--- START ---
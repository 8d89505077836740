use crate::connection::ConnectionCommand;
use tokio::sync::mpsc;

/// Lifecycle state of a shard's connection.
#[derive(Debug, Clone, Copy, PartialEq, Eq)]
pub enum ShardState {
    /// Establishing the first connection
    Connecting,
    /// Connected and subscribed
    Connected,
    /// Transport lost, retry pending
    Closed,
    /// Re-establishing the connection after a loss
    Reconnecting,
    /// Retry budget exhausted; the shard performs no further attempts
    Failed,
}

impl ShardState {
    /// Whether the shard is subscribed and receiving messages.
    pub fn is_ready(&self) -> bool {
        matches!(self, ShardState::Connected)
    }

    /// Whether the shard is permanently out of service.
    pub fn is_failed(&self) -> bool {
        matches!(self, ShardState::Failed)
    }
}

/// Manager-side record of a single shard.
///
/// The connection task owns the authoritative topic list; this entry mirrors
/// the count for routing decisions and is written only by the manager.
#[derive(Debug)]
pub(crate) struct ShardEntry {
    /// Shard identifier
    pub id: usize,
    /// Command sender for this shard's connection task
    pub command_tx: mpsc::Sender<ConnectionCommand>,
    /// Current topic count
    pub topic_count: usize,
    /// Maximum topics for this shard
    pub limit: usize,
    /// Last observed lifecycle state
    pub state: ShardState,
}

impl ShardEntry {
    pub fn new(
        id: usize,
        command_tx: mpsc::Sender<ConnectionCommand>,
        topic_count: usize,
        limit: usize,
    ) -> Self {
        Self {
            id,
            command_tx,
            topic_count,
            limit,
            state: ShardState::Connecting,
        }
    }

    /// Whether this shard is at its topic capacity. Always recomputed from
    /// the current count, never cached.
    pub fn full(&self) -> bool {
        self.topic_count >= self.limit
    }
}

#[cfg(test)]
mod tests {
    use super::*;

    fn entry(topic_count: usize, limit: usize) -> ShardEntry {
        let (tx, _rx) = mpsc::channel(1);
        ShardEntry::new(7, tx, topic_count, limit)
    }

    #[test]
    fn test_full_recomputed_from_count() {
        let mut shard = entry(49, 50);
        assert!(!shard.full());

        shard.topic_count = 50;
        assert!(shard.full());

        shard.topic_count = 51;
        assert!(shard.full());
    }

    #[test]
    fn test_new_entry_starts_connecting() {
        let shard = entry(0, 50);
        assert_eq!(shard.id, 7);
        assert_eq!(shard.state, ShardState::Connecting);
        assert!(!shard.state.is_ready());
        assert!(!shard.state.is_failed());
    }

    #[test]
    fn test_state_predicates() {
        assert!(ShardState::Connected.is_ready());
        assert!(!ShardState::Reconnecting.is_ready());
        assert!(ShardState::Failed.is_failed());
        assert!(!ShardState::Closed.is_failed());
    }
}
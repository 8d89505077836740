//! # modstream
//!
//! A sharded pubsub client for chat moderation-action streams.
//!
//! The upstream service caps the number of topics a single WebSocket
//! connection may subscribe to. This crate splits an arbitrary-size topic set
//! across multiple connections ("shards"), keeps each one alive, recovers
//! from drops, and decodes moderation-action payloads into typed events.
//!
//! ## Features
//!
//! - **Sharding** — topic sets of any size, partitioned into
//!   capacity-bounded shards with rate-limited shard creation
//! - **Auto-reconnection** with a bounded rapid-retry budget per shard
//! - **Live topic addition** routed to the newest shard, overflowing into a
//!   new shard when it is full
//! - **Typed events** — bans, timeouts, room-mode toggles, and mod grants
//!   decoded into [`ModerationEvent`]s
//! - **Metrics** for observability
//!
//! ## Example
//!
//! ```ignore
//! use modstream::{Event, ManagerConfig, ShardManager};
//!
//! let config = ManagerConfig::builder("oauth:...", "44322889")
//!     .channels(["12826", "79286"])
//!     .build()?;
//!
//! let (manager, mut events) = ShardManager::new(config);
//! manager.start().await?;
//!
//! while let Some(event) = events.recv().await {
//!     match event {
//!         Event::Moderation { shard_id, event } => {
//!             println!("[shard {shard_id}] {} in {}", event.action.name(), event.channel_id);
//!         }
//!         Event::ShardDisconnected { shard_id, .. } => {
//!             eprintln!("shard {shard_id} is gone");
//!         }
//!         _ => {}
//!     }
//! }
//! ```

mod codec;
mod config;
mod connection;
mod error;
mod manager;
mod metrics;
mod nonce;
mod retry;
mod shard;

pub use codec::{
    decode, ActionDuration, DecodeError, DecodedMessage, ModAction, ModerationEvent, Topic,
    UserRef,
};
pub use config::{
    ConfigError, Credentials, ManagerConfig, ManagerConfigBuilder, RetryConfig, DEFAULT_ENDPOINT,
    DEFAULT_TOPIC_LIMIT,
};
pub use error::{AddTopicError, Error, TopicAdded};
pub use manager::{Event, ShardManager};
pub use metrics::{Metrics, MetricsSnapshot, ShardMetrics};
pub use shard::ShardState;

/// Result type for modstream operations
pub type Result<T> = std::result::Result<T, Error>;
--- END ---
Print out every entry, keeping each one exact.

__Answer below__
repository 8d89505077836740
use crate::connection::ConnectionCommand;
use tokio::sync::mpsc;

/// Lifecycle state of a shard's connection.
#[derive(Debug, Clone, Copy, PartialEq, Eq)]
pub enum ShardState {
    /// Establishing the first connection
    Connecting,
    /// Connected and subscribed
    Connected,
    /// Transport lost, retry pending
    Closed,
    /// Re-establishing the connection after a loss
    Reconnecting,
    /// Retry budget exhausted; the shard performs no further attempts
    Failed,
}

impl ShardState {
    /// Whether the shard is subscribed and receiving messages.
    pub fn is_ready(&self) -> bool {
        matches!(self, ShardState::Connected)
    }

    /// Whether the shard is permanently out of service.
    pub fn is_failed(&self) -> bool {
        matches!(self, ShardState::Failed)
    }
}

/// Manager-side record of a single shard.
///
/// The connection task owns the authoritative topic list; this entry mirrors
/// the count for routing decisions and is written only by the manager.
#[derive(Debug)]
pub(crate) struct ShardEntry {
    /// Shard identifier
    pub id: usize,
    /// Command sender for this shard's connection task
    pub command_tx: mpsc::Sender<ConnectionCommand>,
    /// Current topic count
    pub topic_count: usize,
    /// Maximum topics for this shard
    pub limit: usize,
    /// Last observed lifecycle state
    pub state: ShardState,
}

impl ShardEntry {
    pub fn new(
        id: usize,
        command_tx: mpsc::Sender<ConnectionCommand>,
        topic_count: usize,
        limit: usize,
    ) -> Self {
        Self {
            id,
            command_tx,
            topic_count,
            limit,
            state: ShardState::Connecting,
        }
    }

    /// Whether this shard is at its topic capacity. Always recomputed from
    /// the current count, never cached.
    pub fn full(&self) -> bool {
        self.topic_count >= self.limit
    }
}

#[cfg(test)]
mod tests {
    use super::*;

    fn entry(topic_count: usize, limit: usize) -> ShardEntry {
        let (tx, _rx) = mpsc::channel(1);
        ShardEntry::new(7, tx, topic_count, limit)
    }

    #[test]
    fn test_full_recomputed_from_count() {
        let mut shard = entry(49, 50);
        assert!(!shard.full());

        shard.topic_count = 50;
        assert!(shard.full());

        shard.topic_count = 51;
        assert!(shard.full());
    }

    #[test]
    fn test_new_entry_starts_connecting() {
        let shard = entry(0, 50);
        assert_eq!(shard.id, 7);
        assert_eq!(shard.state, ShardState::Connecting);
        assert!(!shard.state.is_ready());
        assert!(!shard.state.is_failed());
    }

    #[test]
    fn test_state_predicates() {
        assert!(ShardState::Connected.is_ready());
        assert!(!ShardState::Reconnecting.is_ready());
        assert!(ShardState::Failed.is_failed());
        assert!(!ShardState::Closed.is_failed());
    }
}
repository 8d89505077836740
//! # modstream
//!
//! A sharded pubsub client for chat moderation-action streams.
//!
//! The upstream service caps the number of topics a single WebSocket
//! connection may subscribe to. This crate splits an arbitrary-size topic set
//! across multiple connections ("shards"), keeps each one alive, recovers
//! from drops, and decodes moderation-action payloads into typed events.
//!
//! ## Features
//!
//! - **Sharding** — topic sets of any size, partitioned into
//!   capacity-bounded shards with rate-limited shard creation
//! - **Auto-reconnection** with a bounded rapid-retry budget per shard
//! - **Live topic addition** routed to the newest shard, overflowing into a
//!   new shard when it is full
//! - **Typed events** — bans, timeouts, room-mode toggles, and mod grants
//!   decoded into [`ModerationEvent`]s
//! - **Metrics** for observability
//!
//! ## Example
//!
//! ```ignore
//! use modstream::{Event, ManagerConfig, ShardManager};
//!
//! let config = ManagerConfig::builder("oauth:...", "44322889")
//!     .channels(["12826", "79286"])
//!     .build()?;
//!
//! let (manager, mut events) = ShardManager::new(config);
//! manager.start().await?;
//!
//! while let Some(event) = events.recv().await {
//!     match event {
//!         Event::Moderation { shard_id, event } => {
//!             println!("[shard {shard_id}] {} in {}", event.action.name(), event.channel_id);
//!         }
//!         Event::ShardDisconnected { shard_id, .. } => {
//!             eprintln!("shard {shard_id} is gone");
//!         }
//!         _ => {}
//!     }
//! }
//! ```

mod codec;
mod config;
mod connection;
mod error;
mod manager;
mod metrics;
mod nonce;
mod retry;
mod shard;

pub use codec::{
    decode, ActionDuration, DecodeError, DecodedMessage, ModAction, ModerationEvent, Topic,
    UserRef,
};
pub use config::{
    ConfigError, Credentials, ManagerConfig, ManagerConfigBuilder, RetryConfig, DEFAULT_ENDPOINT,
    DEFAULT_TOPIC_LIMIT,
};
pub use error::{AddTopicError, Error, TopicAdded};
pub use manager::{Event, ShardManager};
pub use metrics::{Metrics, MetricsSnapshot, ShardMetrics};
pub use shard::ShardState;

/// Result type for modstream operations
pub type Result<T> = std::result::Result<T, Error>;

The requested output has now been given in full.